We walk and walk and walk. We are on a street with palm trees; it is an amazing street. How did it get here in San Francisco, City of Cypress, and pine and Eucalyptus? A City of fog. Zachary keeps us moving and soon the palm tree street (later I learn this street is called Dolores) gives way to a crowded neighborhood of many buildings and people on the street. It seems late at night by now, it seems as though we have been walking down the various streets of the City for hours and hours.

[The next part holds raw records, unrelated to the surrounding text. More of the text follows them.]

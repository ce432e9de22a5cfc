//! Dominant-emotion extraction.

use emofilter_models::Emotion;

use crate::types::{EmotionDistribution, Face};

/// Pick the most probable emotion label of one face.
///
/// Scans entries in API order with a running maximum that starts at 0. An
/// entry only takes over when its probability is strictly greater, so ties
/// keep the first one seen and a distribution whose maximum is 0 has no
/// dominant emotion.
pub fn dominant_emotion(distribution: &EmotionDistribution) -> Option<&str> {
    let mut max_probability = 0.0_f64;
    let mut probable = None;

    for (name, probability) in distribution.iter() {
        if probability > max_probability {
            max_probability = probability;
            probable = Some(name);
        }
    }

    probable
}

/// Dominant emotion of a face, mapped through the catalog.
///
/// `None` when the face has no attributes, no emotion is above 0, or the
/// winning label is not a known emotion.
pub fn face_emotion(face: &Face) -> Option<Emotion> {
    let distribution = face.emotion()?;
    let name = dominant_emotion(distribution)?;
    let emotion = Emotion::id_for(name);

    if emotion.is_none() {
        tracing::debug!(label = %name, "Dropping unrecognized emotion label");
    }

    emotion
}
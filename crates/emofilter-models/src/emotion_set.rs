//! Per-photo emotion results.

use std::collections::HashSet;

use serde::{Deserialize, Serialize};

use crate::emotion::Emotion;

/// Dominant emotions detected in one photo, one entry per classifiable face.
///
/// Entries keep the face order returned by the API and may repeat when
/// several faces share the same dominant emotion.
#[derive(Debug, Clone, Default, PartialEq, Eq, Serialize, Deserialize)]
#[serde(transparent)]
pub struct EmotionIdSet(Vec<Emotion>);

impl EmotionIdSet {
    pub fn new(emotions: Vec<Emotion>) -> Self {
        Self(emotions)
    }

    pub fn len(&self) -> usize {
        self.0.len()
    }

    pub fn is_empty(&self) -> bool {
        self.0.is_empty()
    }

    pub fn as_slice(&self) -> &[Emotion] {
        &self.0
    }

    /// Numeric identifiers in face order.
    pub fn ids(&self) -> Vec<u8> {
        self.0.iter().map(Emotion::id).collect()
    }

    /// True if at least one detected emotion is in `targets`.
    ///
    /// An empty target set never intersects.
    pub fn intersects(&self, targets: &HashSet<Emotion>) -> bool {
        self.0.iter().any(|emotion| targets.contains(emotion))
    }
}

impl From<Vec<Emotion>> for EmotionIdSet {
    fn from(emotions: Vec<Emotion>) -> Self {
        Self(emotions)
    }
}

impl FromIterator<Emotion> for EmotionIdSet {
    fn from_iter<I: IntoIterator<Item = Emotion>>(iter: I) -> Self {
        Self(iter.into_iter().collect())
    }
}

impl IntoIterator for EmotionIdSet {
    type Item = Emotion;
    type IntoIter = std::vec::IntoIter<Emotion>;

    fn into_iter(self) -> Self::IntoIter {
        self.0.into_iter()
    }
}
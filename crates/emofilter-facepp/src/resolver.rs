//! Per-photo emotion resolution with an in-memory cache.
//!
//! Each distinct photo is classified at most once per resolver:
//! - Fast path: a resolved photo is served from the cache without I/O
//! - Slow path: one remote call per photo, even when several tasks ask for
//!   the same photo concurrently (single-flight per key)
//! - Failed resolutions leave no cache entry behind

use std::collections::HashMap;
use std::sync::Arc;

use emofilter_models::{EmotionIdSet, PhotoSource};
use tokio::sync::{Mutex, OnceCell};
use tracing::{debug, trace};

use crate::client::FaceAnalyzer;
use crate::error::{FppError, FppResult};
use crate::extractor::face_emotion;
use crate::metrics::record_cache_lookup;
use crate::types::DetectResponse;

/// Resolves the dominant emotions of a photo and remembers the result.
///
/// The cache lives as long as the resolver and is never evicted.
pub struct EmotionResolver<P: PhotoSource> {
    cache: Mutex<HashMap<P, Arc<OnceCell<EmotionIdSet>>>>,
}

impl<P: PhotoSource> Default for EmotionResolver<P> {
    fn default() -> Self {
        Self::new()
    }
}

impl<P: PhotoSource> EmotionResolver<P> {
    pub fn new() -> Self {
        Self {
            cache: Mutex::new(HashMap::new()),
        }
    }

    /// Resolve the emotions of `photo`, calling `session` only on a cache miss.
    pub async fn resolve(
        &self,
        session: &dyn FaceAnalyzer,
        photo: &P,
    ) -> FppResult<EmotionIdSet> {
        let cell = {
            let mut cache = self.cache.lock().await;
            Arc::clone(cache.entry(photo.clone()).or_default())
        };

        if let Some(emotions) = cell.get() {
            record_cache_lookup(true);
            trace!(photo = %photo.origin_url(), "Emotion cache HIT");
            return Ok(emotions.clone());
        }

        let result = cell
            .get_or_try_init(|| async {
                record_cache_lookup(false);
                debug!(photo = %photo.origin_url(), "Emotion cache MISS, classifying");

                let response = session.detect(photo.origin_url()).await?;
                Ok::<_, FppError>(collect_emotions(&response))
            })
            .await;

        match result {
            Ok(emotions) => Ok(emotions.clone()),
            Err(e) => {
                self.evict_unresolved(photo, &cell).await;
                Err(e)
            }
        }
    }

    /// Drop the entry for `photo` if it still holds this uninitialized cell.
    ///
    /// A concurrent caller may have re-inserted or initialized the slot in the
    /// meantime; those entries are left alone.
    async fn evict_unresolved(&self, photo: &P, cell: &Arc<OnceCell<EmotionIdSet>>) {
        let mut cache = self.cache.lock().await;
        let stale = cache
            .get(photo)
            .is_some_and(|stored| Arc::ptr_eq(stored, cell) && !stored.initialized());
        if stale {
            cache.remove(photo);
            trace!(photo = %photo.origin_url(), "Evicted failed cache slot");
        }
    }

    /// Cached result for `photo`, if it was already resolved.
    pub async fn cached(&self, photo: &P) -> Option<EmotionIdSet> {
        let cache = self.cache.lock().await;
        cache.get(photo).and_then(|cell| cell.get().cloned())
    }

    /// Number of resolved photos.
    pub async fn len(&self) -> usize {
        let cache = self.cache.lock().await;
        cache.values().filter(|cell| cell.initialized()).count()
    }

    pub async fn is_empty(&self) -> bool {
        self.len().await == 0
    }
}

/// Dominant emotion of every classifiable face, in face order.
pub fn collect_emotions(response: &DetectResponse) -> EmotionIdSet {
    response
        .faces()
        .iter()
        .enumerate()
        .filter_map(|(index, face)| {
            if face.attributes.is_none() {
                trace!(face = index, "Skipping face without attributes");
            }
            face_emotion(face)
        })
        .collect()
}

No we come to one of the buildings and go inside and up a flight of stairs. At the top is an apartment, where many people site and lie on the floor. A jukebox, silent, but vibrant, alive with color, sits in the corner. Zachary leads me to where a group of people are lying on floor, sleeping. I am to lie down and go to sleep to. But how can I go to sleep in this night full of sound and color and electricity? I lie down and watch the colors and listening to burbling sounds. Zachary goes into the kitchen while I entertain myself waving my hands in front of my face and watching the trailing images following along.
Time passes.
Zachary returns and says now, we will go visit a gentle man. Then I get up from the floor where the others are still sleeping and go with Zachary out into the morning, It has become morning while I lay unsleeping in that strange house with those strange people "crashed" on the floor. I think, I have just been in a crash pad! This makes me feel very adventurous and ready for more. I am still tripping, but much more quietly.
We go down this street and that, up this hill and that, and come to a building that is nothing like the building where the crash pad was, nothing like the I and Thou or the Straight Theatre. It is a doorman building. It is white, gleaming in the sun, which is turning its windows golden as it peeks over the hill from the east. There is an elevator.
Inside, we take the elevator and a man meets us at the door to an apartment that is white like the building. He gives us orange juice. His is golden like the sun, a California man. I sit on a couch while he and Zachary go into yet another kitchen. A few minutes later Zachary reappears and he and the man shake hands. Then we go back down the elevator and into full morning.
The walk back to the Haight is long and tiring. Somewhere before the end of the walk, the K Ingleside streetcar stops and I get on. I know now that Zachary will not the be the one. Sometime later i realize that the "vision" I had was not me in the future, but the cover of that week's Oracle (psychedelic newspaper), which several of us hawked for extra cash on Haight Street. It is several years after that when I realize what was going on that night was a drug deal. Zachary procured from the Mission Street crash pad and sold to the "gentle man."
And years after that I wonder to myself if maybe Zachary was a "gentle man" himself.